**YOUR TASK:**
Return the run of lines below that opens with the line containing "filename tracker-kernel/src/decoder.rs" and closes with the line containing "neighbours are kept.", keeping each one exact.
===== EXCERPTED DATA =====
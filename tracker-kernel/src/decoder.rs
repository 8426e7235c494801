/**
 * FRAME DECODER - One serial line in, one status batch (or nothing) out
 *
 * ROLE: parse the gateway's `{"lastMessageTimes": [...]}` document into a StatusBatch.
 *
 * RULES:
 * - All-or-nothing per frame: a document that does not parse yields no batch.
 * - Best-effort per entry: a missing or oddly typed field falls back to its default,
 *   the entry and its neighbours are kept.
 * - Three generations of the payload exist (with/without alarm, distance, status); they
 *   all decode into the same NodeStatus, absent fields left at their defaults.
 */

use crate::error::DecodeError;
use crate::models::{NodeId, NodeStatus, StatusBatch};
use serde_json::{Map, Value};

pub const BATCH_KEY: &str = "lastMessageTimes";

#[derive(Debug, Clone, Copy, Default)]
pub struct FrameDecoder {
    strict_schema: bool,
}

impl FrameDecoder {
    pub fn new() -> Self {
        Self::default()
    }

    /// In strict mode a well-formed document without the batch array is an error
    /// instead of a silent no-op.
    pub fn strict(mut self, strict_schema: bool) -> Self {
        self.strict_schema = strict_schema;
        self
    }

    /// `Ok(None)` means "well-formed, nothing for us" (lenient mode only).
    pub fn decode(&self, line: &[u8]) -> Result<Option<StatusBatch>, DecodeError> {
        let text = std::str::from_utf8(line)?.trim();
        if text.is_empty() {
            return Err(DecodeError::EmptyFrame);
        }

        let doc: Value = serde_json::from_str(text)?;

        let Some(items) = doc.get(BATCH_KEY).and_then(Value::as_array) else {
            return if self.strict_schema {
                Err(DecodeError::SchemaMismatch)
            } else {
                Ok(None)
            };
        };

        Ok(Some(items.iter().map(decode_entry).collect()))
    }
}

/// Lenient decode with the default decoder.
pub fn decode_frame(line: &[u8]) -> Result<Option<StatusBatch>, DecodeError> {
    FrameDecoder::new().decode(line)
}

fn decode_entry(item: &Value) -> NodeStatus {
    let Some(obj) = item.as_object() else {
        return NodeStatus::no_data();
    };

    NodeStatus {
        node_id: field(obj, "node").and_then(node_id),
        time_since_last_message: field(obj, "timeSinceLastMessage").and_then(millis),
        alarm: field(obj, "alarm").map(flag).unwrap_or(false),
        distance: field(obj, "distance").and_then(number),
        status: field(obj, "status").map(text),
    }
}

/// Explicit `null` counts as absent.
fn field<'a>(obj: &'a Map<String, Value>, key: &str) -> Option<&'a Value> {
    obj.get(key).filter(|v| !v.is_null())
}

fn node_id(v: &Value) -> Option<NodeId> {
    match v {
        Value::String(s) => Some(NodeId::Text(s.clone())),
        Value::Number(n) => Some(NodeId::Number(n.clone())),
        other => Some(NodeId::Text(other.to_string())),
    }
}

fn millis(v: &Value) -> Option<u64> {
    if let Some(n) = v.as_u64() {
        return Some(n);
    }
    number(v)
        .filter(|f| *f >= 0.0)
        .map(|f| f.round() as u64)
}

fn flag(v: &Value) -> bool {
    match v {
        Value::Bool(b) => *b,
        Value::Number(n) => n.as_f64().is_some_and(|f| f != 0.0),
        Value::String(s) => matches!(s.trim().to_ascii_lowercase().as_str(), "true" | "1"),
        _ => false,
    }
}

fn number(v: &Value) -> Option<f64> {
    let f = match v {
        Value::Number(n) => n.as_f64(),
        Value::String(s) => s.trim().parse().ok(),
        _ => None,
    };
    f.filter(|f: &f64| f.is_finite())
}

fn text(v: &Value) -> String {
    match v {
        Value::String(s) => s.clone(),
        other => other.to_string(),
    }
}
=====
===== EXCERPTED DATA =====
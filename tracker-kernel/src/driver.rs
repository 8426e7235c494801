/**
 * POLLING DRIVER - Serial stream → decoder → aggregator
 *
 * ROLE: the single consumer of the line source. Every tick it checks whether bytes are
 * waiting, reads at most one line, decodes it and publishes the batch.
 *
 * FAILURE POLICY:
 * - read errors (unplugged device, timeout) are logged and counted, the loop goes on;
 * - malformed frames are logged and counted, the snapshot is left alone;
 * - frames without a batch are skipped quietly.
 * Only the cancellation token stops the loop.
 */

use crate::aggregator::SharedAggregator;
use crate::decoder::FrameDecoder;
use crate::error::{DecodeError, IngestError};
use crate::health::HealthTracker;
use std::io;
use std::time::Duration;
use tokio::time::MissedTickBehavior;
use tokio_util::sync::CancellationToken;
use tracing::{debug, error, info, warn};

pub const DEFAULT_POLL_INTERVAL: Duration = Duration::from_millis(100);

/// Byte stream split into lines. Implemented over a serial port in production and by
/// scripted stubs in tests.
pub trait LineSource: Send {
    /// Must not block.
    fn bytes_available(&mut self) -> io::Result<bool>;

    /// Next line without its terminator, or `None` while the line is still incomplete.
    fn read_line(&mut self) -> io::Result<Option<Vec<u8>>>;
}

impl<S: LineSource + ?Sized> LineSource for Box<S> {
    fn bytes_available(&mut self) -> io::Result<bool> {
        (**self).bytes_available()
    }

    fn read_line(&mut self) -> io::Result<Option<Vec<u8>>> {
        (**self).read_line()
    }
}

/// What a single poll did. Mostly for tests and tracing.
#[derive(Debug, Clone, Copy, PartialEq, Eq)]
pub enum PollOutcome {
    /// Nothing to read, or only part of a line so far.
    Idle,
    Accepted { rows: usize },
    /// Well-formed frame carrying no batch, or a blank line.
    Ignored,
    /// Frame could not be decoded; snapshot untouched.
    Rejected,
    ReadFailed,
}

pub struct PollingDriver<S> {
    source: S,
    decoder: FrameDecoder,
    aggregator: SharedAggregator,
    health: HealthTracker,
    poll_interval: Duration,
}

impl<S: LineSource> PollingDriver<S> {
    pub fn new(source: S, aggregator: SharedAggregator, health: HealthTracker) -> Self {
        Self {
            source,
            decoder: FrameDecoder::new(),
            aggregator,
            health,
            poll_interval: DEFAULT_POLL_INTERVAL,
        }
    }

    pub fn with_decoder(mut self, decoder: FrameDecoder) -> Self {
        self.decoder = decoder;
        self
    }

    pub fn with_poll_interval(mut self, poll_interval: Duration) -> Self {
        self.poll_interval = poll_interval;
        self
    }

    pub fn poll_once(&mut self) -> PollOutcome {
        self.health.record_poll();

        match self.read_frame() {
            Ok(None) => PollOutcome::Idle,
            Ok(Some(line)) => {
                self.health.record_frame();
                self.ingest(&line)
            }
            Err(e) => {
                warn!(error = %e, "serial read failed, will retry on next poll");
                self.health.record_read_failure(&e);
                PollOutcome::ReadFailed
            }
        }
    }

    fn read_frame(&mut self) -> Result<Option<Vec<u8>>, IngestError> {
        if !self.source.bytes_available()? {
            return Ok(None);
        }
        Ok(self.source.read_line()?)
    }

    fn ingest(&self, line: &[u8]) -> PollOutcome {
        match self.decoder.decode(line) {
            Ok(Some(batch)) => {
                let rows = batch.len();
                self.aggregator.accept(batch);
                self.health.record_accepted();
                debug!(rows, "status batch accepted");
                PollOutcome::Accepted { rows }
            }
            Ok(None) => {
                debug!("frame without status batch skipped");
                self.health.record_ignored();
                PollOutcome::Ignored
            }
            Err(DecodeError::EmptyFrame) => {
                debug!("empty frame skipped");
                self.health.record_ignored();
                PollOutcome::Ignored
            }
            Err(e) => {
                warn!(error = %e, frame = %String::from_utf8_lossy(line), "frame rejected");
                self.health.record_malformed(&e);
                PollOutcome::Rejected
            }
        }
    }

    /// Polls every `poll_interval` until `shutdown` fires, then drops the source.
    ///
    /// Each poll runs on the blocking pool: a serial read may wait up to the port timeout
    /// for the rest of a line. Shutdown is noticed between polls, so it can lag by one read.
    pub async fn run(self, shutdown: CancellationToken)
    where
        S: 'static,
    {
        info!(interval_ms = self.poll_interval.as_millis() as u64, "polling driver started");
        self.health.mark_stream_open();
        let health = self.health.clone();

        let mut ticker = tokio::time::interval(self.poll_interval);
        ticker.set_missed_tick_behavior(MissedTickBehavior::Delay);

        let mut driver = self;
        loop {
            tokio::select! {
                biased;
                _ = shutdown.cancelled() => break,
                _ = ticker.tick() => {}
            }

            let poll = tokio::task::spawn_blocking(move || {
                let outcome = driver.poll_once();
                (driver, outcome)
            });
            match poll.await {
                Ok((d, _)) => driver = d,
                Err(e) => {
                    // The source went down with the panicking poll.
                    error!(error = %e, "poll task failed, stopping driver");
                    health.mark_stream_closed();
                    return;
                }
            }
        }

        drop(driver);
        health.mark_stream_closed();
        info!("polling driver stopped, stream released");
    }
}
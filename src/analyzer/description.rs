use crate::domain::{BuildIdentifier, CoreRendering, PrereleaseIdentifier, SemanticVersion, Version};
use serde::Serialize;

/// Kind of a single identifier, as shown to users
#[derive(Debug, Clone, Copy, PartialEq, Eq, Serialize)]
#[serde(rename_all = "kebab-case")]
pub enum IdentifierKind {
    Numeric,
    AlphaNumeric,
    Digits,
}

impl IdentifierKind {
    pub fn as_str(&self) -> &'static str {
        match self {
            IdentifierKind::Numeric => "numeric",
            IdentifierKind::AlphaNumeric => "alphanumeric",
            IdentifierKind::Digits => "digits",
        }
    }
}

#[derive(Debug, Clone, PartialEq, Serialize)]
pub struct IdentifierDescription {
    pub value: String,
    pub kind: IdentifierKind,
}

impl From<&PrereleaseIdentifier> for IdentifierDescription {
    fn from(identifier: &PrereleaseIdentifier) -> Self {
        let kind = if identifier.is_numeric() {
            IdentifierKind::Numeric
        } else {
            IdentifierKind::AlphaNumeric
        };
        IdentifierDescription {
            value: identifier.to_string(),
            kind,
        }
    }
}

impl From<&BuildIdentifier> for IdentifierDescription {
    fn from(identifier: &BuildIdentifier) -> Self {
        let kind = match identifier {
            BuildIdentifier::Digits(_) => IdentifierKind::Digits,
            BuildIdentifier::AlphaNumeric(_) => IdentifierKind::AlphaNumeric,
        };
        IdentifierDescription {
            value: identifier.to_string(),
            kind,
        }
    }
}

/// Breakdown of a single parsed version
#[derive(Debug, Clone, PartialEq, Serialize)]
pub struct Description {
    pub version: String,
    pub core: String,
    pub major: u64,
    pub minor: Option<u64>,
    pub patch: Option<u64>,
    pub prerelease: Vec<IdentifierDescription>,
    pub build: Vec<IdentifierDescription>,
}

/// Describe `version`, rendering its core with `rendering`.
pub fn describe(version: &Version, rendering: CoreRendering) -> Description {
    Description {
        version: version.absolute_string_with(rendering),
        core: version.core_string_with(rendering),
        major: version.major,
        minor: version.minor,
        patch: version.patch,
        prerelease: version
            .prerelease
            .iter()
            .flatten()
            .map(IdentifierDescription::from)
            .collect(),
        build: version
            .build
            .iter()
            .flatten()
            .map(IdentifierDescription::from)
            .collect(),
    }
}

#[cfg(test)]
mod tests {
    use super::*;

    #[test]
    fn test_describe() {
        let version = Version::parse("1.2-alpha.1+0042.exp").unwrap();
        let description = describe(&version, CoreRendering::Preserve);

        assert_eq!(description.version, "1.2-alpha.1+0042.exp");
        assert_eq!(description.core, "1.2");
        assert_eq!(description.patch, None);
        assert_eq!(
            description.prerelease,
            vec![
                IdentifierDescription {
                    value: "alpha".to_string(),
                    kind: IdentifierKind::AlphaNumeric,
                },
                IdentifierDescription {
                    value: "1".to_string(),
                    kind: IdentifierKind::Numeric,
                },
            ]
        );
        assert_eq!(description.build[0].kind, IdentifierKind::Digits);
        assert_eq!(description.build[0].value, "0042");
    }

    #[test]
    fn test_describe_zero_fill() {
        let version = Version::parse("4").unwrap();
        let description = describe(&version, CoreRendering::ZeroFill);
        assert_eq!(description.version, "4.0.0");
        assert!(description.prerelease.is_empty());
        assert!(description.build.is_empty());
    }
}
=====
**RESPONSE BELOW:**
filename tracker-kernel/src/decoder.rs
repository 8426e7235c494801
/**
 * FRAME DECODER - One serial line in, one status batch (or nothing) out
 *
 * ROLE: parse the gateway's `{"lastMessageTimes": [...]}` document into a StatusBatch.
 *
 * RULES:
 * - All-or-nothing per frame: a document that does not parse yields no batch.
 * - Best-effort per entry: a missing or oddly typed field falls back to its default,
 *   the entry and its neighbours are kept.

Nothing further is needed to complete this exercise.